■ **Work task**
Look below for the line containing "(**self).condition(ctx)". Output it and each remaining line of the entries exactly, and nothing else.

<<<<

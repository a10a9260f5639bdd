//! # resumable-bt (Rust crate)
//!
//! A tick-driven behavior tree engine for driving per-agent decision logic
//! inside a real-time simulation.
//!
//!
//! ## Overview
//!
//! A host simulation owns one tree per agent and calls [`Node::tick`] on the
//! root once per frame with the current simulation time and the frame delta.
//! The root recursively ticks whichever descendants are currently active and
//! the results flow back up within that same call.
//!
//! Every node reports a [`BehaviorResult`]: `Success`, `Fail` or `Running`.
//! `Running` means "still working, call me again next frame".
//!
//! The interesting part is that a node body can span many frames without
//! hand-rolling a phase enum. A body either produces a result right away
//! ([`Body::Poll`]) or hands the engine a [`Generator`] ([`Body::Steps`]),
//! which is resumed one step per frame and may itself descend into nested
//! generators. The engine keeps the suspended generators on an explicit
//! [`FrameStack`] owned by the node.
//!
//!
//! ## How it looks like
//!
//! A leaf behavior implements the [`Behavior`] trait.
//! Only `run` is required, every other hook has a default.
//!
//! ```rust
//! use resumable_bt::{Behavior, BehaviorResult, Body, Context, Node, SequenceNode};
//!
//! struct Greet;
//!
//! impl Behavior for Greet {
//!     fn run(&mut self, _ctx: &mut Context) -> Body {
//!         println!("Hello");
//!         Body::Poll(BehaviorResult::Success)
//!     }
//! }
//!
//! let mut root = Node::new(SequenceNode::new(vec![Node::new(Greet), Node::new(Greet)]));
//! assert_eq!(root.tick(0.0, 1. / 60., &mut ()), BehaviorResult::Success);
//! ```
//!
//! The third argument of `tick` is the host environment. Leaf behaviors get
//! it through [`Context::env`] and [`Context::env_mut`], so they can read and
//! modify the world of the agent they drive. Use `()` if you don't need one.
//!
//!
//! ## Multi-tick bodies
//!
//! A body that needs more than one frame returns a generator.
//! [`Procedure`] is the simplest way to write one: an ordered list of steps,
//! each of which runs exactly once.
//!
//! ```rust
//! use resumable_bt::{wait, Action, BehaviorResult, Body, Node, Procedure, Step};
//!
//! let mut node = Node::new(Action::new("door", |name, _ctx| {
//!     let name = *name;
//!     Body::steps(
//!         Procedure::new()
//!             .step(move |_, _| {
//!                 println!("opening {}", name);
//!                 Step::Descend(wait(0.5))
//!             })
//!             .step(move |_, _| {
//!                 println!("{} is open", name);
//!                 Step::Done(BehaviorResult::Success)
//!             }),
//!     )
//! }));
//!
//! let mut env = ();
//! let mut time = 0.;
//! let result = loop {
//!     time += 0.25;
//!     match node.tick(time, 0.25, &mut env) {
//!         BehaviorResult::Running => continue,
//!         result => break result,
//!     }
//! };
//! assert_eq!(result, BehaviorResult::Success);
//! ```
//!
//! Composite nodes ([`SequenceNode`], [`SelectorNode`], [`ParallelNode`]) and
//! decorators ([`DecoratorNode`], [`RepeatNode`], [`RetryNode`]) don't use
//! generators. Their state is the index of the active child, so they simply
//! return `Body::Poll` every frame.
//!
//!
//! ## Condition gate
//!
//! Every node has a predicate ([`Behavior::condition`]) deciding whether the
//! node may run at all. It is re-evaluated at most once per
//! [`Behavior::check_interval`] seconds and cached in between. When it turns
//! false, an active node is aborted and the tick returns `Fail`.
//!
//!
//! ## Loading the tree structure from a file
//!
//! Trees can also be described in a small text format and instantiated through
//! a [`Registry`] of node types.
//!
//! ```raw
//! # Patrol unless an enemy is in sight.
//! tree main = Selector {
//!     Sequence {
//!         EnemyInSight @ 0.5
//!         Attack (damage = 12)
//!     }
//!     Patrol
//! }
//! ```
//!
//! `@ 0.5` sets the condition re-check interval of the node and the
//! parenthesized list is its typed argument payload (see [`FromArgs`]).
//! A node name prefixed with `!` is wrapped in an `Inverter`.
//! Node types that are not in the registry are looked up as trees of the same
//! file, so you can split a large tree into subtrees.
//!
//! The same structure can be written in YAML and loaded with
//! [`parser::load_yaml`].
//!
//! ```yaml
//! trees:
//!   main:
//!     type: Selector
//!     children:
//!     - type: Sequence
//!       children:
//!       - type: EnemyInSight
//!         check_interval: 0.5
//!       - type: Attack
//!         args:
//!           damage: 12
//!     - type: Patrol
//! ```

mod args;
mod container;
mod context;
pub mod error;
mod frame;
mod gate;
mod nodes;
pub mod parser;
mod procedure;
mod registry;

pub use crate::args::{Action, FromArgs};
pub use crate::container::Node;
pub use crate::context::Context;
pub use crate::frame::{FrameStack, Generator, Step};
pub use crate::gate::ConditionGate;
pub use crate::nodes::{
    DecoratorNode, ParallelNode, RepeatNode, RetryNode, SelectorNode, SequenceNode,
};
pub use crate::procedure::{from_fn, wait, wait_until, Procedure};
pub use crate::{
    parser::{load, load_str, load_tree, load_yaml, parse_file, NodeDef, TreeDef, TreeSource},
    registry::{boxify, constructor, Constructor, Registry},
};

#[derive(PartialEq, Eq, Debug, Clone, Copy)]
pub enum BehaviorResult {
    Success,
    Fail,
    /// The node should keep running in the next tick
    Running,
}

impl BehaviorResult {
    /// Returns `true` for `Success` and `Fail`.
    pub fn is_terminal(self) -> bool {
        !matches!(self, BehaviorResult::Running)
    }

    /// Swaps `Success` and `Fail`, leaving `Running` untouched.
    pub fn invert(self) -> Self {
        match self {
            BehaviorResult::Success => BehaviorResult::Fail,
            BehaviorResult::Fail => BehaviorResult::Success,
            BehaviorResult::Running => BehaviorResult::Running,
        }
    }
}

/// What a node body produced when the engine invoked [`Behavior::run`].
pub enum Body<E = ()> {
    /// The body decided the result of this tick by itself.
    ///
    /// Returning `Running` here means the body keeps its multi-tick state in
    /// its own fields and wants `run` to be called again next tick.
    /// Composite and decorator nodes work this way.
    Poll(BehaviorResult),
    /// The body is a generator. The engine pushes it on the node's frame stack
    /// and resumes it every tick until it completes; `run` is not called again
    /// until then.
    Steps(Box<dyn Generator<E>>),
}

impl<E> Body<E> {
    pub fn steps(generator: impl Generator<E> + 'static) -> Self {
        Self::Steps(Box::new(generator))
    }
}

impl<E> From<BehaviorResult> for Body<E> {
    fn from(result: BehaviorResult) -> Self {
        Self::Poll(result)
    }
}

/// The extension point for node authors.
///
/// The engine calls the hooks in this order on every eligible tick:
/// `on_enter` (only when the node was idle), `on_tick`, then `run` (or the
/// suspended generator), and `on_exit` once the tick produced a terminal
/// result or the node got aborted.
pub trait Behavior<E = ()> {
    fn on_enter(&mut self, _ctx: &mut Context<'_, E>) {}

    fn on_tick(&mut self, _ctx: &mut Context<'_, E>) {}

    /// Called exactly once per enter, with `Fail` if the node was aborted.
    fn on_exit(&mut self, _result: BehaviorResult, _env: &mut E) {}

    /// Whether the node is eligible to run. The result is cached for
    /// [`Behavior::check_interval`] seconds.
    fn condition(&self, _ctx: &Context<'_, E>) -> bool {
        true
    }

    /// Re-check interval of [`Behavior::condition`] in seconds. Zero or less
    /// re-checks every tick.
    fn check_interval(&self) -> f64 {
        0.
    }

    fn run(&mut self, ctx: &mut Context<'_, E>) -> Body<E>;
}

impl<E> Behavior<E> for Box<dyn Behavior<E>> {
    fn on_enter(&mut self, ctx: &mut Context<'_, E>) {
        (**self).on_enter(ctx)
    }

    fn on_tick(&mut self, ctx: &mut Context<'_, E>) {
        (**self).on_tick(ctx)
    }

    fn on_exit(&mut self, result: BehaviorResult, env: &mut E) {
        (**self).on_exit(result, env)
    }

    fn condition(&self, ctx: &Context<'_, E>) -> bool {
        (**self).condition(ctx)
    }

    fn check_interval(&self) -> f64 {
        (**self).check_interval()
    }

    fn run(&mut self, ctx: &mut Context<'_, E>) -> Body<E> {
        (**self).run(ctx)
    }
}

>>>>

■ **Output for this task**
        (**self).condition(ctx)
    }

    fn check_interval(&self) -> f64 {
        (**self).check_interval()
    }

    fn run(&mut self, ctx: &mut Context<'_, E>) -> Body<E> {
        (**self).run(ctx)
    }
}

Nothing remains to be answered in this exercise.